A construction crew digging a utility trench in the fall of 2016 unearthed the 12,500-year-old remains of a prehistoric bison, one of more significant archeological finds in the construction zone of B.C. Hydro’s Site C dam.
“This is one of the oldest bison ever found in northeastern B.C. and its discovery forms an important part of the region’s and our province’s paleontological history,” said Hydro spokeswoman Tanya Fish in an email exchange.
It is one of hundreds of thousands of artifacts that B.C. Hydro contract crews have uncovered as Site C has proceeded, as part of the utility’s heritage management plan for the project, Fish said.
Most of the work required under that management plan is complete, Fish said, but B.C. Hydro recently issued a request for proposals seeking contractors to complete the remainder of the project, mainly to do with realignment work along Highway 29 between Hudson’s Hope and Fort St. John.
Site C involves building a kilometre-long earth-filled dam across the Peace River near Fort St. John, which will flood an 83-kilometre-long reservoir along the river valley, sparking a race to preserve as much as possible of the archeological record.

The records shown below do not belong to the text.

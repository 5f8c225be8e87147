//! Fixed-depth alpha-beta chess search on top of cozy-chess.
pub mod board;
pub mod config;
pub mod error;
pub mod perft;
pub mod search;
pub mod selfplay;
pub mod uci;

pub use board::{GameStatus, Move, Position};
pub use config::{EngineConfig, EvalConfig, OrderingPolicy, SearchConfig};
pub use error::{ConfigError, PositionError};
pub use search::{Evaluator, MoveOrderer, SearchResult, Searcher};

The history of B.C.’s northeast, on the east side of the Rocky Mountains, includes European contact from the fur trade dating to the early 1800s, First Nations civilization for many thousands of years and a fossil record that stretches back to the dinosaurs.
Archeological surveys over the decades identified more than 450 spots within areas that will be disturbed by Site C’s construction that need to be investigated and artifacts preserved by archeologists before construction is complete.
However, construction crews are required to remain on the lookout for chance finds, which is what happened in 2016 as an excavator dug that trench adjacent to the main contractor’s site offices, and halted work after coming across what looked like an animal bone.
Fish said the remains, which were well preserved in soft, silty sand, turned out to be three metres long and the bison would have weighed about 900 kilograms when it roamed the prehistoric plains.
Paleontologists excavated the remains over 10 days in August of 2017, documented the find and carefully packaged them for transport to the Royal B.C. Museum in Victoria, where Fish said B.C. Hydro is attempting to get all of its finds included in that institution’s permanent collection.
The Site C heritage plan, which is entering its 10th year, is the largest such study that has been conducted in B.C., Fish said, at the cost of “millions of dollars.”
“The vast majority of (artifacts found) are what archeologists call flakes, or debitage — the chippings of rock that are left over from making stone tools,” Fish said
However, hundreds of stone tools — broken and complete — including arrow and spear points, knives, scrapers and drills that show evidence of how First Nations people of the Peace River Valley have also been found.
From an archeological perspective, the mitigation work involved in advance of such major infrastructure or resource developments is a race against the project’s clock to preserve and document what ever one can, said researcher Scott Hamilton.
“This kind of work, as you can imagine, is a little bit bittersweet,” said Hamilton, a professor in archeology and anthropology at Lakehead University in Thunder Bay.
As a PhD candidate at Simon Fraser University in the 1980s, Hamilton spent two summers on archaeological digs at one of two historic fur trade posts that contributed to the inventory of official sites in need of attention under B.C. Hydro’s heritage plan.
Hamilton hasn’t done Site-C-related work since then, but has spent a considerable part of his career studying the impact of large-scale natural-resource developments on Indigenous communities in northern Ontario.
The task, he said, is “bearing witness to societies that are no more, which often means the salvage excavation of archeologically important sites or simply recovering artifacts and documenting as best as possible sites that are of lesser significance.
“You can never recover it all, particularly in this very hurried kind of applied-research, salvage context,” Hamilton said, which sometimes “leaves you kind of sad.”
The Site C heritage plan has been the source of controversy. In 2017, B.C.’s Environmental Assessment Office ruled that B.C. Hydro’s plan was ‘non-compliant’ in mitigation measures related to a sweat lodge site.
The archaeological work spelled out in B.C. Hydro’s RFP includes additional geotechnical investigations, response to chance finds of artifacts, and disinterment and reinterment of up to five settler burials.
Respondents have until Feb. 6 to submit proposals.